** DESCRIPTION OF THE TASK **
Below are some records. Return exactly the lines from the one containing "let n_documents = documents.len()" through the one containing "if let Some(&idx)", both included, and only those.
--- SOURCE DATA Enclosed Below ---
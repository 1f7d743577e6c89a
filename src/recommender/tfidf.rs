//! TF-IDF vectorisation of movie metadata
//!
//! Documents are lowercased and split into runs of two or more word characters,
//! English stop words are dropped, and each row is weighted by raw term count times
//! smoothed inverse document frequency before L2 normalisation. Because rows are unit
//! length, the linear kernel between two rows is their cosine similarity.

use std::collections::{BTreeMap, BTreeSet, HashMap};
use std::sync::OnceLock;

use regex::Regex;

use super::error::{RecommenderError, RecommenderResult};
use super::stop_words;

fn token_pattern() -> &'static Regex {
    static PATTERN: OnceLock<Regex> = OnceLock::new();
    PATTERN.get_or_init(|| Regex::new(r"\b\w\w+\b").expect("token pattern is valid"))
}

/// Sparse row vector as `(term index, weight)` pairs sorted by index
#[derive(Debug, Clone, Default, PartialEq)]
pub struct SparseVector {
    entries: Vec<(usize, f64)>,
}

impl SparseVector {
    pub fn entries(&self) -> &[(usize, f64)] {
        &self.entries
    }

    pub fn is_empty(&self) -> bool {
        self.entries.is_empty()
    }

    pub fn norm(&self) -> f64 {
        self.entries.iter().map(|(_, w)| w * w).sum::<f64>().sqrt()
    }

    /// Dot product by merging the two sorted index lists
    pub fn dot(&self, other: &SparseVector) -> f64 {
        let (mut i, mut j) = (0, 0);
        let mut sum = 0.0;

        while i < self.entries.len() && j < other.entries.len() {
            let (a_idx, a_w) = self.entries[i];
            let (b_idx, b_w) = other.entries[j];
            match a_idx.cmp(&b_idx) {
                std::cmp::Ordering::Less => i += 1,
                std::cmp::Ordering::Greater => j += 1,
                std::cmp::Ordering::Equal => {
                    sum += a_w * b_w;
                    i += 1;
                    j += 1;
                }
            }
        }

        sum
    }
}

/// Linear kernel of one row against every row of a matrix
pub fn linear_kernel(query: &SparseVector, rows: &[SparseVector]) -> Vec<f64> {
    rows.iter().map(|row| query.dot(row)).collect()
}

/// Vocabulary and idf weights fitted over a fixed corpus
#[derive(Debug, Clone)]
pub struct TfidfVectorizer {
    vocabulary: HashMap<String, usize>,
    idf: Vec<f64>,
}

impl TfidfVectorizer {
    /// Fits the vocabulary over `documents` and returns one vector per document
    pub fn fit_transform<S: AsRef<str>>(
        documents: &[S],
    ) -> RecommenderResult<(Self, Vec<SparseVector>)> {
        let tokenized: Vec<Vec<String>> = documents
            .iter()
            .map(|doc| tokenize(doc.as_ref()))
            .collect();

        let terms: BTreeSet<&str> = tokenized
            .iter()
            .flat_map(|tokens| tokens.iter().map(String::as_str))
            .collect();

        if terms.is_empty() {
            return Err(RecommenderError::EmptyVocabulary);
        }

        let vocabulary: HashMap<String, usize> = terms
            .into_iter()
            .enumerate()
            .map(|(idx, term)| (term.to_string(), idx))
            .collect();

        let mut document_frequency = vec![0usize; vocabulary.len()];
        for tokens in &tokenized {
            let unique: BTreeSet<usize> = tokens.iter().map(|t| vocabulary[t.as_str()]).collect();
            for idx in unique {
                document_frequency[idx] += 1;
            }
        }

        let n_documents = documents.len() as f64;
        let idf = document_frequency
            .iter()
            .map(|&df| ((1.0 + n_documents) / (1.0 + df as f64)).ln() + 1.0)
            .collect();

        let vectorizer = Self { vocabulary, idf };
        let rows = tokenized
            .iter()
            .map(|tokens| vectorizer.weigh(tokens))
            .collect();

        Ok((vectorizer, rows))
    }

    /// Projects an unseen document into the fitted space; unknown terms are dropped
    #[cfg(test)]
    fn transform(&self, document: &str) -> SparseVector {
        self.weigh(&tokenize(document))
    }

    pub fn vocabulary_len(&self) -> usize {
        self.vocabulary.len()
    }

    pub fn term_index(&self, term: &str) -> Option<usize> {
        self.vocabulary.get(term).copied()
    }

    fn weigh(&self, tokens: &[String]) -> SparseVector {
        let mut counts: BTreeMap<usize, f64> = BTreeMap::new();
        for token in tokens {
            if let Some(&idx) = self.vocabulary.get(token.as_str()) {
                *counts.entry(idx).or_insert(0.0) += 1.0;
            }
        }

        let mut entries: Vec<(usize, f64)> = counts
            .into_iter()
            .map(|(idx, count)| (idx, count * self.idf[idx]))
            .collect();

        let norm = entries.iter().map(|(_, w)| w * w).sum::<f64>().sqrt();
        if norm > 0.0 {
            for (_, w) in &mut entries {
                *w /= norm;
            }
        }

        SparseVector { entries }
    }
}

fn tokenize(document: &str) -> Vec<String> {
    let lowered = document.to_lowercase();
    let stop = stop_words::english();

    token_pattern()
        .find_iter(&lowered)
        .map(|m| m.as_str())
        .filter(|token| !stop.contains(token))
        .map(str::to_string)
        .collect()
}

#[cfg(test)]
mod tests {
    use super::*;

    fn close(a: f64, b: f64) -> bool {
        (a - b).abs() < 1e-9
    }

    #[test]
    fn test_tokenize_drops_stop_words_and_single_chars() {
        let tokens = tokenize("The Dark Knight a Batman film by Nolan");
        assert_eq!(tokens, vec!["dark", "knight", "batman", "film", "nolan"]);
    }

    #[test]
    fn test_vocabulary_is_sorted() {
        let docs = ["zombie apocalypse", "alien invasion"];
        let (vectorizer, _) = TfidfVectorizer::fit_transform(&docs).unwrap();

        assert_eq!(vectorizer.vocabulary_len(), 4);
        assert_eq!(vectorizer.term_index("alien"), Some(0));
        assert_eq!(vectorizer.term_index("apocalypse"), Some(1));
        assert_eq!(vectorizer.term_index("invasion"), Some(2));
        assert_eq!(vectorizer.term_index("zombie"), Some(3));
    }

    #[test]
    fn test_rows_are_unit_length() {
        let docs = ["crime thriller heist", "crime drama", "space opera space"];
        let (_, rows) = TfidfVectorizer::fit_transform(&docs).unwrap();

        for row in &rows {
            assert!(close(row.norm(), 1.0));
        }
    }

    #[test]
    fn test_smoothed_idf_weights() {
        // "crime" appears in both documents, "heist" in one
        let docs = ["crime heist", "crime"];
        let (vectorizer, rows) = TfidfVectorizer::fit_transform(&docs).unwrap();

        let idf_crime = 1.0;
        let idf_heist = (3.0f64 / 2.0).ln() + 1.0;
        let norm = (idf_crime * idf_crime + idf_heist * idf_heist).sqrt();

        let crime = vectorizer.term_index("crime").unwrap();
        let heist = vectorizer.term_index("heist").unwrap();
        let first = rows[0].entries();
        let weight = |idx: usize| first.iter().find(|(i, _)| *i == idx).unwrap().1;
        assert_eq!(first.len(), 2);
        assert!(close(weight(crime), idf_crime / norm));
        assert!(close(weight(heist), idf_heist / norm));
        assert!(close(rows[1].entries()[0].1, 1.0));
    }

    #[test]
    fn test_linear_kernel_is_cosine() {
        let docs = ["crime thriller", "crime thriller", "romantic comedy"];
        let (_, rows) = TfidfVectorizer::fit_transform(&docs).unwrap();

        let sims = linear_kernel(&rows[0], &rows);
        assert!(close(sims[0], 1.0));
        assert!(close(sims[1], 1.0));
        assert!(close(sims[2], 0.0));
    }

    #[test]
    fn test_empty_document_is_zero_vector() {
        let docs = ["crime thriller", "   "];
        let (_, rows) = TfidfVectorizer::fit_transform(&docs).unwrap();
        assert!(rows[1].is_empty());
        assert_eq!(rows[0].dot(&rows[1]), 0.0);
    }

    #[test]
    fn test_empty_vocabulary_is_an_error() {
        let docs = ["the and of", ""];
        let err = TfidfVectorizer::fit_transform(&docs).unwrap_err();
        assert!(matches!(err, RecommenderError::EmptyVocabulary));
    }

    #[test]
    fn test_transform_ignores_unknown_terms() {
        let docs = ["crime thriller", "space opera"];
        let (vectorizer, rows) = TfidfVectorizer::fit_transform(&docs).unwrap();

        let projected = vectorizer.transform("Crime THRILLER western");
        assert_eq!(projected, rows[0]);
    }
}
--- End of Enclosed SOURCE DATA ---
** REPLY TO THE TASK **
        let n_documents = documents.len() as f64;
        let idf = document_frequency
            .iter()
            .map(|&df| ((1.0 + n_documents) / (1.0 + df as f64)).ln() + 1.0)
            .collect();

        let vectorizer = Self { vocabulary, idf };
        let rows = tokenized
            .iter()
            .map(|tokens| vectorizer.weigh(tokens))
            .collect();

        Ok((vectorizer, rows))
    }

    /// Projects an unseen document into the fitted space; unknown terms are dropped
    #[cfg(test)]
    fn transform(&self, document: &str) -> SparseVector {
        self.weigh(&tokenize(document))
    }

    pub fn vocabulary_len(&self) -> usize {
        self.vocabulary.len()
    }

    pub fn term_index(&self, term: &str) -> Option<usize> {
        self.vocabulary.get(term).copied()
    }

    fn weigh(&self, tokens: &[String]) -> SparseVector {
        let mut counts: BTreeMap<usize, f64> = BTreeMap::new();
        for token in tokens {
            if let Some(&idx) = self.vocabulary.get(token.as_str()) {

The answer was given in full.